• **RECORDS SHOWN**:
// Unless explicitly stated otherwise all files in this repository are licensed
// under the Apache License Version 2.0.
// This product includes software developed at Datadog (https://www.datadoghq.com/).
// Copyright 2026-present Datadog, Inc.

//! Reading scalar series out of TensorBoard event files.

pub mod proto;
pub mod record;

use std::collections::{HashMap, HashSet};
use std::fs::File;
use std::io::BufReader;
use std::path::Path;

use log::{debug, warn};
use prost::Message;

use crate::errors::{Error, Result};
use proto::{Event, SCALARS_PLUGIN, SummaryValue, event, summary_value};
use record::{RecordError, RecordReader};

/// A single scalar measurement.
#[derive(Debug, Clone, Copy, PartialEq)]
pub struct ScalarPoint {
    pub step: i64,
    pub value: f64,
}

/// Source of named scalar series, one set per log file.
///
/// Implementations must not cache: every call reflects the file's current
/// contents.
pub trait ScalarSource {
    /// Scalar series names in `path`, in first-appearance order.
    fn series_names(&self, path: &Path) -> Result<Vec<String>>;

    /// Points of one series in `path`, in file order.
    fn points(&self, path: &Path, series: &str) -> Result<Vec<ScalarPoint>>;
}

/// `ScalarSource` backed by TFRecord event files on disk.
#[derive(Debug, Default, Clone, Copy)]
pub struct EventFileReader;

impl EventFileReader {
    pub fn new() -> Self {
        Self
    }

    fn read_events(path: &Path) -> Result<Vec<Event>> {
        let decode_error = |reason: String| Error::Decode {
            path: path.to_path_buf(),
            reason,
        };

        let file = File::open(path).map_err(|e| decode_error(e.to_string()))?;
        let mut events = Vec::new();

        for record in RecordReader::new(BufReader::new(file)) {
            let payload = match record {
                Ok(payload) => payload,
                Err(RecordError::Truncated) if !events.is_empty() => {
                    warn!(
                        "{} ends with a partial record, ignoring it",
                        path.display()
                    );
                    break;
                }
                Err(e) => return Err(decode_error(e.to_string())),
            };
            let event = Event::decode(payload.as_slice())
                .map_err(|e| decode_error(format!("record {}: {e}", events.len())))?;
            events.push(event);
        }

        debug!("Read {} event(s) from {}", events.len(), path.display());
        Ok(events)
    }

    /// Calls `visit(tag, point)` for every scalar in `path`.
    fn for_each_scalar<F>(path: &Path, mut visit: F) -> Result<()>
    where
        F: FnMut(&str, ScalarPoint),
    {
        // Plugin metadata is only written with the first value of a tag.
        let mut plugins: HashMap<String, String> = HashMap::new();

        for event in Self::read_events(path)? {
            let Some(event::What::Summary(summary)) = &event.what else {
                continue;
            };
            for value in &summary.value {
                if let Some(plugin) = value
                    .metadata
                    .as_ref()
                    .and_then(|m| m.plugin_data.as_ref())
                {
                    plugins
                        .entry(value.tag.clone())
                        .or_insert_with(|| plugin.plugin_name.clone());
                }
                if let Some(scalar) = scalar_value(value, &plugins) {
                    visit(
                        &value.tag,
                        ScalarPoint {
                            step: event.step,
                            value: scalar,
                        },
                    );
                }
            }
        }
        Ok(())
    }
}

fn scalar_value(value: &SummaryValue, plugins: &HashMap<String, String>) -> Option<f64> {
    match value.kind.as_ref()? {
        summary_value::Kind::SimpleValue(v) => Some(f64::from(*v)),
        summary_value::Kind::Tensor(tensor) => {
            let is_scalar_plugin = plugins
                .get(&value.tag)
                .is_some_and(|name| name == SCALARS_PLUGIN);
            if is_scalar_plugin { tensor.scalar() } else { None }
        }
    }
}

impl ScalarSource for EventFileReader {
    fn series_names(&self, path: &Path) -> Result<Vec<String>> {
        let mut seen = HashSet::new();
        let mut names = Vec::new();
        Self::for_each_scalar(path, |tag, _| {
            if seen.insert(tag.to_string()) {
                names.push(tag.to_string());
            }
        })?;
        Ok(names)
    }

    fn points(&self, path: &Path, series: &str) -> Result<Vec<ScalarPoint>> {
        let mut points = Vec::new();
        Self::for_each_scalar(path, |tag, point| {
            if tag == series {
                points.push(point);
            }
        })?;
        Ok(points)
    }
}

#[cfg(test)]
mod tests {
    use super::*;
    use crate::test_utils::{EventLogBuilder, scalar_tensor_event};

    #[test]
    fn test_lists_scalar_tags_in_first_appearance_order() {
        let dir = tempfile::tempdir().unwrap();
        let path = dir.path().join("events.out.tfevents.1");
        EventLogBuilder::new()
            .scalar(0, "train/loss", 1.0)
            .scalar(0, "train/acc", 0.1)
            .scalar(1, "train/loss", 0.5)
            .scalar(1, "eval/loss", 0.7)
            .write(&path);

        let names = EventFileReader::new().series_names(&path).unwrap();

        assert_eq!(names, vec!["train/loss", "train/acc", "eval/loss"]);
    }

    #[test]
    fn test_points_in_file_order() {
        let dir = tempfile::tempdir().unwrap();
        let path = dir.path().join("events.out.tfevents.1");
        EventLogBuilder::new()
            .scalar(10, "loss", 3.0)
            .scalar(10, "acc", 0.0)
            .scalar(20, "loss", 2.0)
            .scalar(30, "loss", 1.5)
            .write(&path);

        let points = EventFileReader::new().points(&path, "loss").unwrap();

        let steps: Vec<i64> = points.iter().map(|p| p.step).collect();
        let values: Vec<f64> = points.iter().map(|p| p.value).collect();
        assert_eq!(steps, vec![10, 20, 30]);
        assert_eq!(values, vec![3.0, 2.0, 1.5]);
    }

    #[test]
    fn test_tensor_scalars_need_plugin_from_first_occurrence() {
        let dir = tempfile::tempdir().unwrap();
        let path = dir.path().join("events.out.tfevents.2");
        EventLogBuilder::new()
            .event(scalar_tensor_event(1, "lr", 0.01, Some("scalars")))
            .event(scalar_tensor_event(2, "lr", 0.005, None))
            .event(scalar_tensor_event(1, "hist", 4.0, Some("histograms")))
            .write(&path);

        let reader = EventFileReader::new();

        assert_eq!(reader.series_names(&path).unwrap(), vec!["lr"]);
        let values: Vec<f64> = reader
            .points(&path, "lr")
            .unwrap()
            .iter()
            .map(|p| p.value)
            .collect();
        assert_eq!(values.len(), 2);
        assert!((values[0] - 0.01).abs() < 1e-6);
        assert!((values[1] - 0.005).abs() < 1e-6);
    }

    #[test]
    fn test_file_without_scalars_is_empty_not_error() {
        let dir = tempfile::tempdir().unwrap();
        let path = dir.path().join("events.out.tfevents.3");
        EventLogBuilder::new().write(&path);

        assert!(EventFileReader::new().series_names(&path).unwrap().is_empty());
    }

    #[test]
    fn test_partial_trailing_record_is_ignored() {
        let dir = tempfile::tempdir().unwrap();
        let path = dir.path().join("events.out.tfevents.4");
        EventLogBuilder::new()
            .scalar(1, "loss", 1.0)
            .scalar(2, "loss", 0.5)
            .write(&path);
        let mut bytes = std::fs::read(&path).unwrap();
        bytes.extend_from_slice(&[7, 0, 0]);
        std::fs::write(&path, bytes).unwrap();

        let points = EventFileReader::new().points(&path, "loss").unwrap();

        assert_eq!(points.len(), 2);
    }

    #[test]
    fn test_garbage_is_decode_error() {
        let dir = tempfile::tempdir().unwrap();
        let path = dir.path().join("events.out.tfevents.5");
        std::fs::write(&path, b"not an event file").unwrap();

        let result = EventFileReader::new().series_names(&path);

        assert!(matches!(result, Err(Error::Decode { .. })));
    }

    #[test]
    fn test_missing_file_is_decode_error() {
        let result = EventFileReader::new().points(Path::new("/nonexistent/tfevents"), "loss");
        assert!(matches!(result, Err(Error::Decode { .. })));
    }
}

• **EXERCISE AIM**:
Please filter the data down to the lines containing the word "plugins".

• **YOUR SOLUTION**:
        let mut plugins: HashMap<String, String> = HashMap::new();
                    plugins
                if let Some(scalar) = scalar_value(value, &plugins) {
fn scalar_value(value: &SummaryValue, plugins: &HashMap<String, String>) -> Option<f64> {
            let is_scalar_plugin = plugins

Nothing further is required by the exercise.